EXERCISE REQUIREMENTS. Present the count of lines in the entries below that hold "Continue", and present nothing else.

INFORMATION GIVEN.

###

use std::os::fd::{AsFd as _, AsRawFd as _};

use crate::{
	rt::{Producer, Readiness},
	Result,
};

/// Delivers process signals through the runtime instead of async handlers.
pub struct Signals(nix::sys::signalfd::SignalFd);

impl Signals {
	/// Blocks `signals` for the calling thread; they are only observable
	/// through this producer afterwards.
	pub fn new(signals: &[nix::sys::signal::Signal]) -> Result<Self> {
		let mut mask = nix::sys::signal::SigSet::empty();

		for &signal in signals {
			mask.add(signal);
		}

		mask.thread_block()?;

		Ok(Self(nix::sys::signalfd::SignalFd::with_flags(
			&mask,
			nix::sys::signalfd::SfdFlags::SFD_NONBLOCK | nix::sys::signalfd::SfdFlags::SFD_CLOEXEC,
		)?))
	}
}

impl Producer for Signals {
	type Message<'a> = nix::sys::signal::Signal;
	type Ret = Result<()>;

	fn fd(&self) -> std::os::fd::RawFd {
		self.0.as_fd().as_raw_fd()
	}

	fn call(
		&mut self,
		_readiness: Readiness,
		callback: &mut impl FnMut(Self::Message<'_>) -> Self::Ret,
	) -> Result<std::ops::ControlFlow<()>> {
		while let Some(info) = self.0.read_signal()? {
			let signal = nix::sys::signal::Signal::try_from(info.ssi_signo as i32)?;
			callback(signal)?;
		}

		Ok(std::ops::ControlFlow::Continue(()))
	}
}

#[cfg(test)]
mod tests {
	use super::*;

	#[test]
	fn blocked_signal_is_delivered_as_message() {
		let signal = nix::sys::signal::Signal::SIGUSR1;
		let mut signals = Signals::new(&[signal]).unwrap();

		nix::sys::signal::raise(signal).unwrap();

		let mut seen = Vec::new();
		let ret = signals
			.call(
				Readiness {
					readable: true,
					writable: false,
				},
				&mut |x| {
					seen.push(x);
					Ok(())
				},
			)
			.unwrap();

		assert_eq!(ret, std::ops::ControlFlow::Continue(()));
		assert_eq!(seen, [signal]);
	}
}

###

OUTPUT BELOW. 2